I think if there is a number of limitations placed on times per year you can win it needs to be because of the mission of the calender. What is the market? Why are we doing it? etc. If the marketing is only to the forum--then it should reflect the forum. If the market is too the general public then you sell what sells. 

When I first posed this question I wondered what would happen if 10 months from now-you only have 1 or 2 people over and over again featured and thought of the forum as a whole and wondered if that might create resentment, especially if one is a professional photographer or pays to have them done. I have just been around so many "sports parents" I have learned how to see this kind of thing coming. 

An ounce of prevention is worth a pound of cure.


----------



## Ninde'Gold

I'm not upset!! I think Tucker's picture sucked anyway...lol.  There's WAY more deserving photos


----------



## Lexie's Mom

Honestly IMO if the whining keeps up, i'd not do the contest LOL It's not for money, it's for fun and showing off our dogs so let's everyone just HAVE fun and quit whining!!!! I don't mean that in a mean way i'm just sick of this thread going the wrong direction.


----------



## Maggies mom

njb said:


> I think if there is a number of limitations placed on times per year you can win it needs to be because of the mission of the calender. What is the market? Why are we doing it? etc. If the marketing is only to the forum--then it should reflect the forum. If the market is too the general public then you sell what sells.
> 
> When I first posed this question I wondered what would happen if 10 months from now-you only have 1 or 2 people over and over again featured and thought of the forum as a whole and wondered if that might create resentment, especially if one is a professional photographer or pays to have them done. I have just been around so many "sports parents" I have learned how to see this kind of thing coming.
> 
> An ounce of prevention is worth a pound of cure.


Im one of those "Sport Parents"............:wave: :wave: :wave:


----------



## RickGibbs

I believe that we've all got great looking dogs, and most of us can take respectable photos..... I think a Christmas theme is a tough one to come up with....maybe it gets easier as time goes on.... I don't know.

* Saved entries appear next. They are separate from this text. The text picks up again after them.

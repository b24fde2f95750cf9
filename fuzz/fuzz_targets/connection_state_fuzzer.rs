//! Fuzz target for the Connection state machine
//!
//! Ensure the reconnect schedule and outbound queue stay consistent under any
//! interleaving of caller operations and link outcomes.
//!
//! # Strategy
//!
//! - Lifecycle: connect, disconnect, reconnect in any state
//! - Link outcomes: opened, failed, lost, closed, transmit failures
//! - Time: arbitrary jumps, including past several deadlines at once
//!
//! # Invariants
//!
//! - Reconnect attempt never exceeds the policy maximum
//! - Scheduled delays follow the backoff policy exactly
//! - `Open` implies an empty queue and a reset attempt counter
//! - A pending deadline implies `Disconnected`
//! - Frames are transmitted in send order, each at most once

#![no_main]

use std::time::{Duration, Instant};

use arbitrary::Arbitrary;
use libfuzzer_sys::fuzz_target;
use unichat_core::{
    BackoffPolicy, Connection, ConnectionAction, ConnectionState, OutboundEntry, TransportConfig,
    TransportEvent,
};
use unichat_proto::{Frame, Payload, payloads::TypingNotice};

#[derive(Debug, Clone, Arbitrary)]
enum ConnectionOp {
    Connect,
    Disconnect,
    Reconnect,
    Send,
    LinkOpened,
    LinkFailed,
    LinkLost,
    LinkClosed,
    /// Fail the next in-flight transmit, requeueing the rest
    TransmitFailed,
    Advance { millis: u16 },
}

fn frame(seq: u64) -> Frame {
    Frame::new(
        Payload::Typing(TypingNotice { conversation_id: "c".into(), user_id: "u".into() }),
        seq,
    )
}

fuzz_target!(|ops: Vec<ConnectionOp>| {
    let policy = BackoffPolicy {
        base_delay: Duration::from_millis(100),
        max_delay: Duration::from_secs(2),
        max_attempts: 4,
    };
    let mut conn = Connection::new(TransportConfig { backoff: policy });
    let mut now = Instant::now();
    let mut next_seq = 0u64;
    // Entries written by the most recent step; a transmit failure hits these
    let mut in_flight: Vec<OutboundEntry<Instant>> = Vec::new();
    let mut transmitted: Vec<u64> = Vec::new();

    for op in ops {
        let actions = match op {
            ConnectionOp::Connect => conn.connect("alice".into(), now).unwrap_or_default(),
            ConnectionOp::Disconnect => conn.disconnect(),
            ConnectionOp::Reconnect => conn.reconnect(now).unwrap_or_default(),
            ConnectionOp::Send => {
                next_seq += 1;
                conn.send(frame(next_seq), now)
            },
            ConnectionOp::LinkOpened => conn.link_opened(now),
            ConnectionOp::LinkFailed => conn.link_failed("refused", now),
            ConnectionOp::LinkLost => conn.link_lost("reset", now),
            ConnectionOp::LinkClosed => conn.link_closed(),
            ConnectionOp::TransmitFailed => {
                if in_flight.is_empty() || conn.state() != ConnectionState::Open {
                    Vec::new()
                } else {
                    // The first in-flight entry is lost; the rest return to the queue
                    let unsent = in_flight.split_off(1);
                    in_flight.clear();
                    transmitted.retain(|seq| !unsent.iter().any(|e| e.frame.timestamp == *seq));
                    conn.transmit_failed("broken pipe", unsent, now)
                }
            },
            ConnectionOp::Advance { millis } => {
                now += Duration::from_millis(u64::from(millis));
                conn.tick(now)
            },
        };

        if conn.state() != ConnectionState::Open {
            in_flight.clear();
        }
        if actions.iter().any(|a| matches!(a, ConnectionAction::Transmit(_))) {
            in_flight.clear();
        }

        for action in actions {
            match action {
                ConnectionAction::Transmit(entry) => {
                    transmitted.push(entry.frame.timestamp);
                    in_flight.push(entry);
                },
                ConnectionAction::Notify(TransportEvent::ReconnectScheduled { attempt, delay }) => {
                    assert!(attempt >= 1 && attempt <= policy.max_attempts);
                    assert_eq!(delay, policy.delay_for_attempt(attempt));
                },
                _ => {},
            }
        }

        assert!(conn.reconnect_attempt() <= policy.max_attempts);
        if conn.state() == ConnectionState::Open {
            assert_eq!(conn.reconnect_attempt(), 0);
            assert_eq!(conn.queued(), 0);
        }
        if conn.next_deadline().is_some() {
            assert_eq!(conn.state(), ConnectionState::Disconnected);
        }
    }

    // Requeued frames were never written, so every written frame appears once
    // and in send order
    assert!(transmitted.windows(2).all(|w| w[0] < w[1]), "frames reordered: {transmitted:?}");
});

Please, also keep in mind that I'm not ONLY using the winner. I want to utilize as many of the photos as I can once we start designing our calendar. I hope that EVERY forum regular has their dog's photo in the completed project next year, so they'll want to proudly display their calendar throughout 2008.


----------



## Ninde'Gold

What are we calling the calender??


----------



## Lexie's Mom

****, i better find me a golden retriever and fast!!!!:


----------



## Carsonsdaddy

Lexie's Mom said:


> ****, i better find me a golden retriever and fast!!!!:


I thought you used your neighbors golden. Just lean over the fence and snap a pic. :


----------



## Maggies mom

Rick..... You could always do the Winner for that month as the large picture and on the actual page with the calendar, put smaller photo's of other members dogs either at the top or bottom........


----------



## Joe

GoldenLover84 said:


> What are we calling the calender??


Whatever we end up calling it, I think it should have a link to our forum mentioned somewhere on it...


----------



## Ninde'Gold

Yeah I figured www.goldenretrieverforum.com would be on it somewhere. Just thinking of what an actual title could be.


----------



## RickGibbs

Maggies mom said:


> Rick..... You could always do the Winner for that month as the large picture and on the actual page with the calendar, put smaller photo's of other members dogs either at the top or bottom........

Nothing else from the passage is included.